Yesterday, news broke that more than 89 million Steam accounts had been put up for sale on the dark web, prompting users to rush to change their passwords. Steam says that’s false and that you don’t need to worry about your account. Although there was a leak, it wasn’t one that would compromise the security of your PC game library.
Steam says that although a leak did take place, it was not a breach of the Steam systems. “We’re still digging into the source of the leak, which is compounded by the fact that any SMS messages are unencrypted in transit, and routed through multiple providers on the way to your phone,” the announcement reads.

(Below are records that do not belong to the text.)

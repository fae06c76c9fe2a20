// Copyright 2025 the Understory Authors
// SPDX-License-Identifier: Apache-2.0 OR MIT

//! Errors reported by fallible grid constructors.

/// Why a [`RegularGrid`](crate::RegularGrid) could not be created.
#[derive(Copy, Clone, Debug, PartialEq, Eq, thiserror::Error)]
pub enum GridError {
    /// An axis was given zero cells.
    #[error("axis {axis} has zero cells")]
    EmptyAxis {
        /// Offending axis.
        axis: usize,
    },
    /// The minimum corner exceeds the maximum corner on an axis (or is NaN).
    #[error("axis {axis} has min greater than max")]
    InvertedAxis {
        /// Offending axis.
        axis: usize,
    },
}
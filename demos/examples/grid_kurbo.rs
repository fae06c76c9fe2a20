// Copyright 2025 the Understory Authors
// SPDX-License-Identifier: Apache-2.0 OR MIT

//! Kurbo shapes in a static grid.
//!
//! Build a static grid of rectangles once, then run closest-shape queries
//! with a Kurbo point.
//!
//! Run:
//! - `cargo run -p understory_demos --example grid_kurbo`

use kurbo::{Point, Rect};
use understory_grid::{Spatial, StaticGrid2};

fn main() {
    // A row of 20 buttons, 40 units wide with 10 units of spacing.
    let buttons: Vec<Rect> = (0..20)
        .map(|i| {
            let x = f64::from(i) * 50.0;
            Rect::new(x, 0.0, x + 40.0, 20.0)
        })
        .collect();

    let grid: StaticGrid2<Rect> = StaticGrid2::from_values(buttons.iter().copied());
    assert!(grid.is_built());
    println!(
        "{} rects in {:?} cells",
        buttons.len(),
        grid.regular_grid().cell_numbers()
    );

    // Which button is closest to a pointer in the gap between two of them?
    let pointer = Point::new(244.0, 10.0);
    let (hit, d) = grid
        .closest_value(&pointer, |p, r| {
            r.extent()
                .map_or(f64::INFINITY, |e| e.dist_to_point(&(*p).into()))
        })
        .unwrap();
    println!("closest button: {:?} at distance {d}", hit.value);
    assert_eq!(hit.value.x0, 200.0);
    assert_eq!(d, 4.0);
}
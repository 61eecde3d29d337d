//! MediaMesh Server
//!
//! A standalone federation node for a self-hosted media manager.
//!
//! ## Features
//!
//! - **Operator API**: Link peers, manage API keys, control networking
//! - **Federation API**: Catalog, streaming and address gossip for peers
//! - **NAT traversal**: UPnP port mapping or a manually configured URL
//! - **Replication**: Periodic pulls from auto-replicating peers

use std::net::SocketAddr;
use std::path::PathBuf;
use std::sync::Arc;
use std::time::Duration;

use anyhow::{Context, Result};
use clap::Parser;
use mediamesh::{Collaborators, Config, HttpFederationClient, IgdPortMapper, Mesh};
use tracing::{error, info, warn, Level};
use tracing_subscriber::FmtSubscriber;

use mediamesh_server::local::{FsCatalog, FsLibraryMover, HttpDownloadPipeline};
use mediamesh_server::{app, AppState};

/// MediaMesh Server - federation node for self-hosted media managers
#[derive(Parser, Debug)]
#[command(name = "mediamesh-server")]
#[command(version, about, long_about = None)]
struct Args {
    /// Data directory for the database, downloads and libraries
    #[arg(long, env = "MEDIAMESH_DATA_DIR")]
    data_dir: Option<PathBuf>,

    /// Directory whose files are offered to peers (default: {data_dir}/media)
    #[arg(long, env = "MEDIAMESH_MEDIA_DIR")]
    media_dir: Option<PathBuf>,

    /// Instance name used when the identity is first created
    #[arg(long, default_value = "MediaMesh", env = "MEDIAMESH_INSTANCE_NAME")]
    instance_name: String,

    /// HTTP API port, also the port UPnP maps
    #[arg(long, default_value_t = mediamesh::DEFAULT_API_PORT, env = "MEDIAMESH_API_PORT")]
    api_port: u16,

    /// Seconds between replication cycles
    #[arg(
        long,
        default_value_t = mediamesh::DEFAULT_SYNC_INTERVAL_SECS,
        env = "MEDIAMESH_SYNC_INTERVAL",
        value_parser = clap::value_parser!(u64).range(1..)
    )]
    sync_interval: u64,

    /// Seconds to wait for the UPnP gateway
    #[arg(
        long,
        default_value_t = 10,
        env = "MEDIAMESH_UPNP_TIMEOUT",
        value_parser = clap::value_parser!(u64).range(1..)
    )]
    upnp_timeout: u64,

    /// Log level
    #[arg(long, default_value = "info", env = "MEDIAMESH_LOG_LEVEL")]
    log_level: Level,
}

impl Args {
    fn config(&self) -> Config {
        let data_dir = self.data_dir.clone().unwrap_or_else(Config::default_data_dir);
        let mut config = Config::new(data_dir)
            .with_instance_name(self.instance_name.clone())
            .with_api_port(self.api_port)
            .with_sync_interval(Duration::from_secs(self.sync_interval))
            .with_upnp_timeout(Duration::from_secs(self.upnp_timeout));
        if let Some(media_dir) = &self.media_dir {
            config = config.with_media_dir(media_dir);
        }
        config
    }
}

#[tokio::main]
async fn main() -> Result<()> {
    let args = Args::parse();

    // Initialize logging
    let subscriber = FmtSubscriber::builder()
        .with_max_level(args.log_level)
        .with_target(true)
        .with_thread_ids(false)
        .with_file(false)
        .with_line_number(false)
        .finish();
    tracing::subscriber::set_global_default(subscriber)
        .context("Failed to set tracing subscriber")?;

    let config = args.config();
    info!("Starting MediaMesh Server");
    info!(data_dir = %config.data_dir.display(), "Data directory");
    info!(media_dir = %config.media_path().display(), "Catalog directory");
    info!(api_port = config.api_port, "HTTP API port");

    for dir in [config.downloads_path(), config.libraries_path()] {
        tokio::fs::create_dir_all(&dir)
            .await
            .with_context(|| format!("Failed to create {}", dir.display()))?;
    }

    let collaborators = Collaborators {
        client: Arc::new(HttpFederationClient::new()),
        mapper: Arc::new(IgdPortMapper::new(config.upnp_timeout)),
        pipeline: Arc::new(HttpDownloadPipeline::new(config.downloads_path())),
        mover: Arc::new(FsLibraryMover::new(config.libraries_path())),
    };
    let catalog = Arc::new(FsCatalog::new(config.media_path()));
    let api_port = config.api_port;
    let mesh = Arc::new(Mesh::init(config, collaborators).context("Failed to initialize mesh")?);

    // Bind before announcing so peers can reach us as soon as they hear
    let api_addr: SocketAddr = ([0, 0, 0, 0], api_port).into();
    let listener = tokio::net::TcpListener::bind(api_addr)
        .await
        .context("Failed to bind API server")?;
    info!(addr = %api_addr, "HTTP API listening");

    match mesh.start().await {
        Ok(status) => match &status.external_url {
            Some(url) => info!(url = %url, "Reachable from peers"),
            None => warn!(
                error = ?status.upnp.error,
                "External URL unknown; set one via PUT /networking/external-url"
            ),
        },
        Err(e) => return Err(e).context("Failed to start mesh"),
    }

    let state = Arc::new(AppState {
        mesh: mesh.clone(),
        catalog,
    });

    // Run with graceful shutdown on ctrl-c
    let served = axum::serve(listener, app(state))
        .with_graceful_shutdown(shutdown_signal())
        .await;

    mesh.shutdown().await;
    served.context("API server error")?;

    info!("MediaMesh Server stopped");
    Ok(())
}

/// Wait for a ctrl-c signal for graceful shutdown
async fn shutdown_signal() {
    if let Err(e) = tokio::signal::ctrl_c().await {
        error!(error = %e, "Failed to listen for ctrl-c");
        std::future::pending::<()>().await;
    }
    info!("Received ctrl-c, initiating graceful shutdown");
}
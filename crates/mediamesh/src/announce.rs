//! Address announcements
//!
//! Outbound: whenever our external URL becomes known or changes, every peer
//! with a known instance id is told about it. Calls run concurrently, each
//! bounded by a timeout. Failures are logged and not retried; gossip repairs
//! whatever an unreachable peer missed.
//!
//! Inbound: an announce from a known instance updates that peer's address if
//! it is fresher than what we have.

use std::sync::Arc;
use std::time::Duration;

use chrono::Utc;
use tokio::sync::watch;
use tokio::task::{JoinHandle, JoinSet};
use tokio_util::sync::CancellationToken;
use tracing::{debug, info, warn};

use crate::client::{Announce, FederationClient};
use crate::error::Result;
use crate::identity::IdentityStore;
use crate::peers::PeerDirectory;
use crate::token::normalize_url;

/// Outcome of one announce batch
#[derive(Debug, Clone, Copy, Default, PartialEq, Eq)]
pub struct AnnounceSummary {
    /// Peers an announce was sent to
    pub attempted: usize,
    /// Peers that accepted it
    pub delivered: usize,
}

/// Sends and receives announces
pub struct AnnouncePublisher {
    identity: Arc<IdentityStore>,
    peers: Arc<PeerDirectory>,
    client: Arc<dyn FederationClient>,
    timeout: Duration,
}

impl AnnouncePublisher {
    /// Create a publisher
    pub fn new(
        identity: Arc<IdentityStore>,
        peers: Arc<PeerDirectory>,
        client: Arc<dyn FederationClient>,
        timeout: Duration,
    ) -> Self {
        Self {
            identity,
            peers,
            client,
            timeout,
        }
    }

    /// Tell every identified peer that we now live at `url`
    pub async fn announce_all(&self, url: &str) -> AnnounceSummary {
        let peers = match self.peers.list() {
            Ok(peers) => peers,
            Err(e) => {
                warn!(error = %e, "Cannot list peers for announce");
                return AnnounceSummary::default();
            }
        };

        let identity = self.identity.get();
        let announce = Announce {
            instance_id: identity.id,
            instance_name: identity.name,
            url: url.to_string(),
        };

        let mut calls = JoinSet::new();
        for peer in peers.into_iter().filter(|p| p.remote_instance_id.is_some()) {
            let client = self.client.clone();
            let announce = announce.clone();
            let timeout = self.timeout;
            calls.spawn(async move {
                let sent = tokio::time::timeout(
                    timeout,
                    client.announce(&peer.url, &peer.api_key, &announce, timeout),
                )
                .await;
                match sent {
                    Ok(Ok(())) => {
                        debug!(peer = %peer.id, url = %peer.url, "Announce delivered");
                        true
                    }
                    Ok(Err(e)) => {
                        warn!(peer = %peer.id, name = %peer.name, error = %e, "Announce failed");
                        false
                    }
                    Err(_) => {
                        warn!(peer = %peer.id, name = %peer.name, "Announce timed out");
                        false
                    }
                }
            });
        }

        let mut summary = AnnounceSummary::default();
        while let Some(joined) = calls.join_next().await {
            summary.attempted += 1;
            match joined {
                Ok(true) => summary.delivered += 1,
                Ok(false) => {}
                Err(e) => warn!(error = %e, "Announce task failed"),
            }
        }

        info!(
            url,
            attempted = summary.attempted,
            delivered = summary.delivered,
            "Announce batch finished"
        );
        summary
    }

    /// Announce on every change of `external_url`, including its current value
    pub fn spawn_on_change(
        self: Arc<Self>,
        mut external_url: watch::Receiver<Option<String>>,
        shutdown: CancellationToken,
    ) -> JoinHandle<()> {
        tokio::spawn(async move {
            loop {
                let current = external_url.borrow_and_update().clone();
                match current {
                    Some(url) => {
                        self.announce_all(&url).await;
                    }
                    None => debug!("External URL unknown, nothing to announce"),
                }

                tokio::select! {
                    _ = shutdown.cancelled() => break,
                    changed = external_url.changed() => {
                        if changed.is_err() {
                            break;
                        }
                    }
                }
            }
            debug!("Announce watcher stopped");
        })
    }

    /// Apply an announce received from a peer.
    ///
    /// Returns whether a stored address changed.
    pub fn receive(&self, announce: &Announce) -> Result<bool> {
        let url = normalize_url(&announce.url)?;
        if announce.instance_id == self.identity.id() {
            debug!("Ignoring announce carrying our own instance id");
            return Ok(false);
        }

        let name = announce.instance_name.trim();
        let name = (!name.is_empty()).then_some(name);
        let applied = self
            .peers
            .apply_announced_address(announce.instance_id, name, &url, Utc::now())?;
        if applied {
            info!(instance = %announce.instance_id, url = %url, "Peer address updated from announce");
        }
        Ok(applied)
    }
}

“The leak consisted of older text messages that included one-time codes that were only valid for 15-minute time frames and the phone numbers they were sent to. The leaked data did not associate the phone numbers with a Steam account, password information, payment information or other personal data. Old text messages cannot be used to breach the security of your Steam account, and whenever a code is used to change your Steam email or password using SMS, you will receive a confirmation via email and/or Steam secure messages.”
This confirmation means that, at worst, you might get spam text messages from the leak of your phone number. Since the security codes only last for 15 minutes, they were outdated and useless almost immediately. Valve says there is no need to change your password at this time, but suggests users treat any uninvited account security messages as suspicious.
While this hack might have been a false alarm, it’s a reminder that cybersecurity is an ever-changing field. Always choose a strong, secure password or use a password manager. For many gamers, their Steam library represents hundreds or thousands of hours of playtime. That’s not something you want to put at risk.